## [ASSIGNMENT]
Your job is to copy the lines from the material that include "static".
--- START ---
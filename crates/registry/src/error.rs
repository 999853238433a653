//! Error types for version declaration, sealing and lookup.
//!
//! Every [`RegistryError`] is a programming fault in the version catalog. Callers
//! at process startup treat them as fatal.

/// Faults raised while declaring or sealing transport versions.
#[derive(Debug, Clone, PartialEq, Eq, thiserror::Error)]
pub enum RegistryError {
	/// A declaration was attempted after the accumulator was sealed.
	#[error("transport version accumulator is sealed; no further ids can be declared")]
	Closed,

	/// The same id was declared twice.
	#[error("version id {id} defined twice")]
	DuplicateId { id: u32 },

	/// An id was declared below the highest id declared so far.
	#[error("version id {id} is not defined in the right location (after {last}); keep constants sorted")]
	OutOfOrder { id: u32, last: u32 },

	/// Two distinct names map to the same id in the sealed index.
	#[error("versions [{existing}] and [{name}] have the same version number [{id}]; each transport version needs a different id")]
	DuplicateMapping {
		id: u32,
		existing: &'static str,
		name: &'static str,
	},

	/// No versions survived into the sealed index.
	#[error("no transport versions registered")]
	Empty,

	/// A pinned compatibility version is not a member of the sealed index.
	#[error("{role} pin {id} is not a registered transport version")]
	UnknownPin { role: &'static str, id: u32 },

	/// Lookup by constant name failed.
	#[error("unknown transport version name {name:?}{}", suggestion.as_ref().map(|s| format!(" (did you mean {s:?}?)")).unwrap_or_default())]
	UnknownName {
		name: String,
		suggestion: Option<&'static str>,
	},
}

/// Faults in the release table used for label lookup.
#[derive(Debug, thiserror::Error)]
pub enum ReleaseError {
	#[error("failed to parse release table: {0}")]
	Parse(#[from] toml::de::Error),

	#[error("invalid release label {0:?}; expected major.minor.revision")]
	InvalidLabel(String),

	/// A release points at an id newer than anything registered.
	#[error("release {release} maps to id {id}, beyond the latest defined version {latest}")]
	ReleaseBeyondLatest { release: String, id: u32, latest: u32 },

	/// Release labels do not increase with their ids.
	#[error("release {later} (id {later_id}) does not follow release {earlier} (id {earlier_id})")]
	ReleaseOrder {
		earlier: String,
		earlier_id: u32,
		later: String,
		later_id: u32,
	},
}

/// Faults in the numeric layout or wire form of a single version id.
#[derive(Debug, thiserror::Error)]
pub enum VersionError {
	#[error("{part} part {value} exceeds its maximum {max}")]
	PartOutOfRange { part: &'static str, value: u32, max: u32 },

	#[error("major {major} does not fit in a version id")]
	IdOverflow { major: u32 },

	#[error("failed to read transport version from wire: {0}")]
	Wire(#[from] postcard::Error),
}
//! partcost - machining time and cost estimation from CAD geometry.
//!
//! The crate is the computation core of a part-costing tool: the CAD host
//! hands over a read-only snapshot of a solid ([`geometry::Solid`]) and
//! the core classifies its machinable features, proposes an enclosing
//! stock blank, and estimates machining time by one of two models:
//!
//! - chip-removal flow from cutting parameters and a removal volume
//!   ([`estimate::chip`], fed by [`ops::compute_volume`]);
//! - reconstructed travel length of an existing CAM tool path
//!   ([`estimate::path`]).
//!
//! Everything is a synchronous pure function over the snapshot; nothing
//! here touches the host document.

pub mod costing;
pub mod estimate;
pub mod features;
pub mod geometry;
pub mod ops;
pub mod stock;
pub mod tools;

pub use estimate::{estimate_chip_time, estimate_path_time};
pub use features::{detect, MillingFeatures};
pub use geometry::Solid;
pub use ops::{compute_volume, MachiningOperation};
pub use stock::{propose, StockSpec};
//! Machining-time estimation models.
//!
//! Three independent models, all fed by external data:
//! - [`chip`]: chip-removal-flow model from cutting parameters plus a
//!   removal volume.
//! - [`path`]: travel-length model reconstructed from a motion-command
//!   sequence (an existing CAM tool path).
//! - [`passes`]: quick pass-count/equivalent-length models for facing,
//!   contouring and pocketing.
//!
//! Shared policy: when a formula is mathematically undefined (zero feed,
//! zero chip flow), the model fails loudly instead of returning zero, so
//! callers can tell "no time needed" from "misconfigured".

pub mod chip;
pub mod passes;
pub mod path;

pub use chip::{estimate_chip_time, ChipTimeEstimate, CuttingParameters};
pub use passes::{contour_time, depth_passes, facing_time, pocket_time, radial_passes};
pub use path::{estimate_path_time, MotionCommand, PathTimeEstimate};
--- END ---
--- START ---
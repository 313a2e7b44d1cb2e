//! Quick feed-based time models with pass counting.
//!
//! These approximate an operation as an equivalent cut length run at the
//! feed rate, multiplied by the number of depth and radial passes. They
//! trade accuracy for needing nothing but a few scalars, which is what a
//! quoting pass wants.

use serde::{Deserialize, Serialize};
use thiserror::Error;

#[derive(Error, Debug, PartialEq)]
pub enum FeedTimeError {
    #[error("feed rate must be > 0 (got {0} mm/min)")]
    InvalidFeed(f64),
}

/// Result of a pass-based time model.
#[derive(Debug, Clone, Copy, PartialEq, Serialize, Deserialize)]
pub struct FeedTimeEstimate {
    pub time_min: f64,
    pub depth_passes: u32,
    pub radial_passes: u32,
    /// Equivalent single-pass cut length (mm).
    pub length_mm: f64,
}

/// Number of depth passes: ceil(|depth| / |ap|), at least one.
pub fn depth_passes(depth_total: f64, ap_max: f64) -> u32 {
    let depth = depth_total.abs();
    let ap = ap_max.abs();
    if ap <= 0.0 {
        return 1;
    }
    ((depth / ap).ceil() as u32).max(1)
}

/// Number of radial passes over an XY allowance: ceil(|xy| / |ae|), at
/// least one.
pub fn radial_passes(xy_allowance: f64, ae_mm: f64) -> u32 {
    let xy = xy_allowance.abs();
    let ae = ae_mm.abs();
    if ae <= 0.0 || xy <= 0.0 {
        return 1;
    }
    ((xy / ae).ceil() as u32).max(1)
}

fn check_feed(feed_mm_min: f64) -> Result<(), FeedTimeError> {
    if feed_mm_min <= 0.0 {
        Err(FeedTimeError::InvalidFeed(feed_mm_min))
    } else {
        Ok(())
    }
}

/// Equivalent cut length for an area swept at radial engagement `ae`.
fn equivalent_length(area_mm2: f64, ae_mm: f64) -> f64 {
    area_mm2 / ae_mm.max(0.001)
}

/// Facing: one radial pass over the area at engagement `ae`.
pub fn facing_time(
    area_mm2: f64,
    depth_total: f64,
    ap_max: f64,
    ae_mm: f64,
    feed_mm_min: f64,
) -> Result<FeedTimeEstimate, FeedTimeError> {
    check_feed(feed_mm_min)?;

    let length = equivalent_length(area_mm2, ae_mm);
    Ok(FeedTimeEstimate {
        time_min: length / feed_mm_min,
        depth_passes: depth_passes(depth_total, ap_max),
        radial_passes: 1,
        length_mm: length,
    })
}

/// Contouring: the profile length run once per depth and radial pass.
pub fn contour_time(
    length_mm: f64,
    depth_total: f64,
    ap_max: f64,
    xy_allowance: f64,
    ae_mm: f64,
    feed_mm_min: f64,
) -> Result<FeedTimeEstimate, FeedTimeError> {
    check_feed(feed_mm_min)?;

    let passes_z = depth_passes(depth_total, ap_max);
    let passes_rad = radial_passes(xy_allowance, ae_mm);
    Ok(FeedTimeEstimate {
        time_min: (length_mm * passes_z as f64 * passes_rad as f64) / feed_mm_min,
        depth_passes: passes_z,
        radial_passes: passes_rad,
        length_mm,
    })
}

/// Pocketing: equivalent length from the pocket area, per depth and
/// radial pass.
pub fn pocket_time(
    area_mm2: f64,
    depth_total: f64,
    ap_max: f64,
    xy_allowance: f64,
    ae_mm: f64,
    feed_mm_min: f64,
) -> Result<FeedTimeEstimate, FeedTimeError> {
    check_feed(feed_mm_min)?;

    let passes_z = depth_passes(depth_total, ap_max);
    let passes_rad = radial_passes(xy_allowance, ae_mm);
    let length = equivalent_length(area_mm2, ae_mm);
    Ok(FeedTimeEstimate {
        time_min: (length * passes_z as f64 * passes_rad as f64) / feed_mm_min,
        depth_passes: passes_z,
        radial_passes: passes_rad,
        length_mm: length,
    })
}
--- END ---
--- START ---
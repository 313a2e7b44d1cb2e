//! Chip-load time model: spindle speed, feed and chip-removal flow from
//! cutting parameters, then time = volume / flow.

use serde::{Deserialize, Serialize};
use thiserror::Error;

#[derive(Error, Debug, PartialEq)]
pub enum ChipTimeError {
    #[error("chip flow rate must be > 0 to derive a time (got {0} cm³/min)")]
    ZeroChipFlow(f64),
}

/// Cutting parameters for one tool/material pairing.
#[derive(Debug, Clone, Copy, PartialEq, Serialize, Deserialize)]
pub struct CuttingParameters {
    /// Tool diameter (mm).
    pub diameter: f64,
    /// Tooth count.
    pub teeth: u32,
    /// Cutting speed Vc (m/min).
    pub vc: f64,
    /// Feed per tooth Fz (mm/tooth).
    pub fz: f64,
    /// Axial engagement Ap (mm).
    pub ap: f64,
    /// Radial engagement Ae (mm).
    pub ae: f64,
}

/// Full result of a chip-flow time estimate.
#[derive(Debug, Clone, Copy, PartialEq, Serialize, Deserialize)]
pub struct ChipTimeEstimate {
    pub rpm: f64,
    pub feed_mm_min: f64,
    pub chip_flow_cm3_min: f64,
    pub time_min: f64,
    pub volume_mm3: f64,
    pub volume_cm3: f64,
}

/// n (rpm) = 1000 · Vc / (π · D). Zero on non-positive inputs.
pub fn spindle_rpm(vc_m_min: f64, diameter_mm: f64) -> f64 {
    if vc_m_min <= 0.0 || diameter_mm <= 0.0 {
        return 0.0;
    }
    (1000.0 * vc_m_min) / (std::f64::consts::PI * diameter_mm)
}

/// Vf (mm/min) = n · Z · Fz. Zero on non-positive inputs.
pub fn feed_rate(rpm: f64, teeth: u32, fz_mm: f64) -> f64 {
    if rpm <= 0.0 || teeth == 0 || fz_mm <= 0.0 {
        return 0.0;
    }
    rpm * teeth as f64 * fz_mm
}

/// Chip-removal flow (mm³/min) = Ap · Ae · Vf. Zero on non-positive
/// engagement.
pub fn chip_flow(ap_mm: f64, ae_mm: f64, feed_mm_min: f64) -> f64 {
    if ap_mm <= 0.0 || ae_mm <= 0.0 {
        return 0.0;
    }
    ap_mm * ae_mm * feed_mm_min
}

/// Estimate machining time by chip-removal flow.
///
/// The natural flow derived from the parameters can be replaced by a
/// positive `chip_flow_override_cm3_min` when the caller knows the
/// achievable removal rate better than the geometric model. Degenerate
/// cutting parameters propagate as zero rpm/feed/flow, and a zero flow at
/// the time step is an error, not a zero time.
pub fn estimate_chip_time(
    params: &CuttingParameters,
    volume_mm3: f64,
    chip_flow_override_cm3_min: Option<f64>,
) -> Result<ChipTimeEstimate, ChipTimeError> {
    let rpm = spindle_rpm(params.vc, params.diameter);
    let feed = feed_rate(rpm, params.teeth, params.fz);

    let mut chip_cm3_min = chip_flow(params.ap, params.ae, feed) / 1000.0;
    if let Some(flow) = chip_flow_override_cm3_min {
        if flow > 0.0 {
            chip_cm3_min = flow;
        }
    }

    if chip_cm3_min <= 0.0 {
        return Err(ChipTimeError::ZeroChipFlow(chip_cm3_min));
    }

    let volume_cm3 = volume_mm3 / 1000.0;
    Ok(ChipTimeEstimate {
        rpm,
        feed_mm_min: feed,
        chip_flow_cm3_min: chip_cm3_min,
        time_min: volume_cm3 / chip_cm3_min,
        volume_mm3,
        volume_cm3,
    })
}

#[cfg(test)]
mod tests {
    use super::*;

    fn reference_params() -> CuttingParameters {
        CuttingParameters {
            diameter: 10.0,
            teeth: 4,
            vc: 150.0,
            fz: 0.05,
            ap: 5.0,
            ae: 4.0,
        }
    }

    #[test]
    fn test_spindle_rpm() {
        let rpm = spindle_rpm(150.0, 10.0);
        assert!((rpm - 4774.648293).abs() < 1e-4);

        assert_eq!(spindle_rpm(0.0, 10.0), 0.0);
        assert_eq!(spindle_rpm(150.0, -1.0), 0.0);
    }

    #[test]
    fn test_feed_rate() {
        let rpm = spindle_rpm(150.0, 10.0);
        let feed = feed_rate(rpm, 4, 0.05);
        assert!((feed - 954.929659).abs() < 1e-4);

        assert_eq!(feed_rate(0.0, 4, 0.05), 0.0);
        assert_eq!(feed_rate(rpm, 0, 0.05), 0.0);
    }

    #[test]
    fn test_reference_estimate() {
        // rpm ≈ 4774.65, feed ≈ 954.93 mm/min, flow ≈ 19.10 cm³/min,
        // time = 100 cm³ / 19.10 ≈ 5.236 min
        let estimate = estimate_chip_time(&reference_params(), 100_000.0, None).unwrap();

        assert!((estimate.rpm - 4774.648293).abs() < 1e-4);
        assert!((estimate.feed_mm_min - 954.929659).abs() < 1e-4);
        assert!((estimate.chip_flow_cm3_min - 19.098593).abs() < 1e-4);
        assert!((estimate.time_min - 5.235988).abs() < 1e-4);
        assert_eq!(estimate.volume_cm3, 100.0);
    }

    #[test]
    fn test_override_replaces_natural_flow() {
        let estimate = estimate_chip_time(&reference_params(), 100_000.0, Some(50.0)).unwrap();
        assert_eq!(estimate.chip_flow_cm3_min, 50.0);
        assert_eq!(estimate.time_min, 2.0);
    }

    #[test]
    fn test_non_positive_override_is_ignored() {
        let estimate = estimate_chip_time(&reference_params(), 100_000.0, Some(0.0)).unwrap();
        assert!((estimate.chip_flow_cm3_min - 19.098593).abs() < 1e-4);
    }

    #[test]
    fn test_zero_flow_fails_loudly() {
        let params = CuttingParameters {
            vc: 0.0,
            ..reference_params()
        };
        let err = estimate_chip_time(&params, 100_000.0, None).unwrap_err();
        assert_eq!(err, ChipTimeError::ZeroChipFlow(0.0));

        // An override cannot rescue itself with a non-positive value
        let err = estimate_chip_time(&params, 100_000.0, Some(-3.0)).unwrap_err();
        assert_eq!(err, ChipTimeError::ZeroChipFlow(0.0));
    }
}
--- END ---
## [RESULT FOR THIS EXERCISE]
		existing: &'static str,
		name: &'static str,
	UnknownPin { role: &'static str, id: u32 },
		suggestion: Option<&'static str>,
	PartOutOfRange { part: &'static str, value: u32, max: u32 },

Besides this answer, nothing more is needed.